Your goal: Each entry needs to be copied exactly, with nothing left out.

%%

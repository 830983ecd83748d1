//! Entry point for the cmaqgrid application.
//! Handles CLI parsing, file loading, and dispatches grid lookups or prints the grid summary.

use clap::Parser;
use cmaq_grid::prelude::*;
use cmaq_grid::{get_parallel_info, print_grid_summary, GridSummary};
use serde_json::{json, Value as JsonValue};
use tracing::{debug, info};
use tracing_subscriber::{fmt, EnvFilter};

mod cli;

use cli::{parse_stations, Args, Station};

fn main() -> std::result::Result<(), Box<dyn std::error::Error>> {
    let args = Args::parse();

    let default_level = if args.verbose { "debug" } else { args.log_level.as_str() };
    let filter =
        EnvFilter::try_from_default_env().unwrap_or_else(|_| EnvFilter::new(default_level));
    fmt()
        .with_env_filter(filter)
        .with_target(false)
        .with_writer(std::io::stderr)
        .init();

    ParallelConfig::new(args.threads).setup_global_pool()?;
    let parallel = get_parallel_info();
    debug!(
        threads = parallel.current_threads,
        cores = parallel.available_cores,
        "parallel environment"
    );

    let file = CmaqFile::open(&args.file)?;
    let grid = file.grid_definition()?;
    info!(
        projection = grid.projection_type.name(),
        columns = grid.column_count,
        rows = grid.row_count,
        "loaded grid definition"
    );

    if !args.has_queries() {
        let summary = GridSummary::with_earth_radius(&grid, args.earth_radius)?;
        if args.json {
            println!("{}", serde_json::to_string_pretty(&summary.to_json())?);
        } else {
            println!("Successfully opened CMAQ file: {}", file.path().display());
            print_grid_summary(&summary);
        }
        return Ok(());
    }

    let mut report = serde_json::Map::new();

    if let Some(var_name) = &args.var {
        let data = file.variable(var_name)?;
        let shape = data.shape().to_vec();
        let finite: Vec<f32> = data.iter().copied().filter(|v| v.is_finite()).collect();
        let min = finite.iter().copied().fold(f32::INFINITY, f32::min);
        let max = finite.iter().copied().fold(f32::NEG_INFINITY, f32::max);
        let mean = finite.iter().map(|&v| f64::from(v)).sum::<f64>() / finite.len().max(1) as f64;

        if args.json {
            report.insert(
                "variable".to_string(),
                json!({ "name": var_name, "shape": shape, "min": min, "mean": mean, "max": max }),
            );
        } else {
            println!("\n Variable: {} {:?}", var_name, shape);
            println!("   Min: {}", min);
            println!("   Mean: {:.4}", mean);
            println!("   Max: {}", max);
        }
    }

    let needs_transformer = args.centers
        || args.stations.is_some()
        || !args.ll2ij.is_empty()
        || !args.ll2xy.is_empty()
        || !args.xy2ll.is_empty();
    if !needs_transformer {
        return finish(args.json, report);
    }

    let transformer = GridTransformer::with_earth_radius(grid, args.earth_radius)?;

    if args.centers {
        let centers = transformer.cell_centers();
        if args.json {
            report.insert(
                "centers".to_string(),
                json!({ "x": centers.x.to_vec(), "y": centers.y.to_vec() }),
            );
        } else {
            println!("\n X centers ({}): {}", centers.x.len(), centers.x);
            println!("\n Y centers ({}): {}", centers.y.len(), centers.y);
        }
    }

    let mut stations: Vec<Station> = args
        .ll2ij
        .iter()
        .enumerate()
        .map(|(n, &(lon, lat))| Station {
            name: format!("point{}", n + 1),
            lon,
            lat,
        })
        .collect();
    if let Some(path) = &args.stations {
        let text = std::fs::read_to_string(path)?;
        stations.extend(parse_stations(&text)?);
        debug!(path = %path.display(), count = stations.len(), "read stations");
    }

    if !stations.is_empty() {
        let lons: Vec<f64> = stations.iter().map(|s| s.lon).collect();
        let lats: Vec<f64> = stations.iter().map(|s| s.lat).collect();
        let (is, js) = transformer.par_lon_lat_to_indices(&lons, &lats)?;

        if args.json {
            let rows: Vec<JsonValue> = stations
                .iter()
                .zip(is.iter().zip(&js))
                .map(|(s, (i, j))| {
                    json!({ "name": s.name, "lon": s.lon, "lat": s.lat, "i": i, "j": j })
                })
                .collect();
            report.insert("indices".to_string(), JsonValue::Array(rows));
        } else {
            println!("\n{:<12} {:>12} {:>12} {:>6} {:>6}", "name", "lon", "lat", "i", "j");
            for (s, (i, j)) in stations.iter().zip(is.iter().zip(&js)) {
                println!(
                    "{:<12} {:>12.5} {:>12.5} {:>6} {:>6}",
                    s.name,
                    s.lon,
                    s.lat,
                    format_index(*i),
                    format_index(*j)
                );
            }
        }
    }

    if !args.ll2xy.is_empty() {
        let (lons, lats): (Vec<f64>, Vec<f64>) = args.ll2xy.iter().copied().unzip();
        let (xs, ys) = transformer.lon_lat_to_xy(&lons, &lats)?;
        if args.json {
            report.insert("xy".to_string(), json!({ "lon": lons, "lat": lats, "x": xs, "y": ys }));
        } else {
            println!("\n{:>12} {:>12} {:>16} {:>16}", "lon", "lat", "x", "y");
            for (((lon, lat), x), y) in lons.iter().zip(&lats).zip(&xs).zip(&ys) {
                println!("{:>12.5} {:>12.5} {:>16.3} {:>16.3}", lon, lat, x, y);
            }
        }
    }

    if !args.xy2ll.is_empty() {
        let (xs, ys): (Vec<f64>, Vec<f64>) = args.xy2ll.iter().copied().unzip();
        let (lons, lats) = transformer.xy_to_lon_lat(&xs, &ys)?;
        if args.json {
            report.insert("lonlat".to_string(), json!({ "x": xs, "y": ys, "lon": lons, "lat": lats }));
        } else {
            println!("\n{:>16} {:>16} {:>12} {:>12}", "x", "y", "lon", "lat");
            for (((x, y), lon), lat) in xs.iter().zip(&ys).zip(&lons).zip(&lats) {
                println!("{:>16.3} {:>16.3} {:>12.5} {:>12.5}", x, y, lon, lat);
            }
        }
    }

    finish(args.json, report)
}

fn finish(
    json_output: bool,
    report: serde_json::Map<String, JsonValue>,
) -> std::result::Result<(), Box<dyn std::error::Error>> {
    if json_output {
        println!("{}", serde_json::to_string_pretty(&JsonValue::Object(report))?);
    }
    Ok(())
}

fn format_index(index: Option<usize>) -> String {
    index.map_or_else(|| "NaN".to_string(), |v| v.to_string())
}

%%

Your response:
repository 830983ecd83748d1
//! Entry point for the cmaqgrid application.
//! Handles CLI parsing, file loading, and dispatches grid lookups or prints the grid summary.

use clap::Parser;
use cmaq_grid::prelude::*;
use cmaq_grid::{get_parallel_info, print_grid_summary, GridSummary};
use serde_json::{json, Value as JsonValue};
use tracing::{debug, info};
use tracing_subscriber::{fmt, EnvFilter};

mod cli;

use cli::{parse_stations, Args, Station};

fn main() -> std::result::Result<(), Box<dyn std::error::Error>> {
    let args = Args::parse();

    let default_level = if args.verbose { "debug" } else { args.log_level.as_str() };
    let filter =
        EnvFilter::try_from_default_env().unwrap_or_else(|_| EnvFilter::new(default_level));
    fmt()
        .with_env_filter(filter)
        .with_target(false)
        .with_writer(std::io::stderr)
        .init();

    ParallelConfig::new(args.threads).setup_global_pool()?;
    let parallel = get_parallel_info();
    debug!(
        threads = parallel.current_threads,
        cores = parallel.available_cores,
        "parallel environment"
    );

    let file = CmaqFile::open(&args.file)?;
    let grid = file.grid_definition()?;
    info!(
        projection = grid.projection_type.name(),
        columns = grid.column_count,
        rows = grid.row_count,
        "loaded grid definition"
    );

    if !args.has_queries() {
        let summary = GridSummary::with_earth_radius(&grid, args.earth_radius)?;
        if args.json {
            println!("{}", serde_json::to_string_pretty(&summary.to_json())?);
        } else {
            println!("Successfully opened CMAQ file: {}", file.path().display());
            print_grid_summary(&summary);
        }
        return Ok(());
    }

    let mut report = serde_json::Map::new();

    if let Some(var_name) = &args.var {
        let data = file.variable(var_name)?;
        let shape = data.shape().to_vec();
        let finite: Vec<f32> = data.iter().copied().filter(|v| v.is_finite()).collect();
        let min = finite.iter().copied().fold(f32::INFINITY, f32::min);
        let max = finite.iter().copied().fold(f32::NEG_INFINITY, f32::max);
        let mean = finite.iter().map(|&v| f64::from(v)).sum::<f64>() / finite.len().max(1) as f64;

        if args.json {
            report.insert(
                "variable".to_string(),
                json!({ "name": var_name, "shape": shape, "min": min, "mean": mean, "max": max }),
            );
        } else {
            println!("\n Variable: {} {:?}", var_name, shape);
            println!("   Min: {}", min);
            println!("   Mean: {:.4}", mean);
            println!("   Max: {}", max);
        }
    }

    let needs_transformer = args.centers
        || args.stations.is_some()
        || !args.ll2ij.is_empty()
        || !args.ll2xy.is_empty()
        || !args.xy2ll.is_empty();
    if !needs_transformer {
        return finish(args.json, report);
    }

    let transformer = GridTransformer::with_earth_radius(grid, args.earth_radius)?;

    if args.centers {
        let centers = transformer.cell_centers();
        if args.json {
            report.insert(
                "centers".to_string(),
                json!({ "x": centers.x.to_vec(), "y": centers.y.to_vec() }),
            );
        } else {
            println!("\n X centers ({}): {}", centers.x.len(), centers.x);
            println!("\n Y centers ({}): {}", centers.y.len(), centers.y);
        }
    }

    let mut stations: Vec<Station> = args
        .ll2ij
        .iter()
        .enumerate()
        .map(|(n, &(lon, lat))| Station {
            name: format!("point{}", n + 1),
            lon,
            lat,
        })
        .collect();
    if let Some(path) = &args.stations {
        let text = std::fs::read_to_string(path)?;
        stations.extend(parse_stations(&text)?);
        debug!(path = %path.display(), count = stations.len(), "read stations");
    }

    if !stations.is_empty() {
        let lons: Vec<f64> = stations.iter().map(|s| s.lon).collect();
        let lats: Vec<f64> = stations.iter().map(|s| s.lat).collect();
        let (is, js) = transformer.par_lon_lat_to_indices(&lons, &lats)?;

        if args.json {
            let rows: Vec<JsonValue> = stations
                .iter()
                .zip(is.iter().zip(&js))
                .map(|(s, (i, j))| {
                    json!({ "name": s.name, "lon": s.lon, "lat": s.lat, "i": i, "j": j })
                })
                .collect();
            report.insert("indices".to_string(), JsonValue::Array(rows));
        } else {
            println!("\n{:<12} {:>12} {:>12} {:>6} {:>6}", "name", "lon", "lat", "i", "j");
            for (s, (i, j)) in stations.iter().zip(is.iter().zip(&js)) {
                println!(
                    "{:<12} {:>12.5} {:>12.5} {:>6} {:>6}",
                    s.name,
                    s.lon,
                    s.lat,
                    format_index(*i),
                    format_index(*j)
                );
            }
        }
    }

    if !args.ll2xy.is_empty() {
        let (lons, lats): (Vec<f64>, Vec<f64>) = args.ll2xy.iter().copied().unzip();
        let (xs, ys) = transformer.lon_lat_to_xy(&lons, &lats)?;
        if args.json {
            report.insert("xy".to_string(), json!({ "lon": lons, "lat": lats, "x": xs, "y": ys }));
        } else {
            println!("\n{:>12} {:>12} {:>16} {:>16}", "lon", "lat", "x", "y");
            for (((lon, lat), x), y) in lons.iter().zip(&lats).zip(&xs).zip(&ys) {
                println!("{:>12.5} {:>12.5} {:>16.3} {:>16.3}", lon, lat, x, y);
            }
        }
    }

    if !args.xy2ll.is_empty() {
        let (xs, ys): (Vec<f64>, Vec<f64>) = args.xy2ll.iter().copied().unzip();
        let (lons, lats) = transformer.xy_to_lon_lat(&xs, &ys)?;
        if args.json {
            report.insert("lonlat".to_string(), json!({ "x": xs, "y": ys, "lon": lons, "lat": lats }));
        } else {
            println!("\n{:>16} {:>16} {:>12} {:>12}", "x", "y", "lon", "lat");
            for (((x, y), lon), lat) in xs.iter().zip(&ys).zip(&lons).zip(&lats) {
                println!("{:>16.3} {:>16.3} {:>12.5} {:>12.5}", x, y, lon, lat);
            }
        }
    }

    finish(args.json, report)
}

fn finish(
    json_output: bool,
    report: serde_json::Map<String, JsonValue>,
) -> std::result::Result<(), Box<dyn std::error::Error>> {
    if json_output {
        println!("{}", serde_json::to_string_pretty(&JsonValue::Object(report))?);
    }
    Ok(())
}

fn format_index(index: Option<usize>) -> String {
    index.map_or_else(|| "NaN".to_string(), |v| v.to_string())
}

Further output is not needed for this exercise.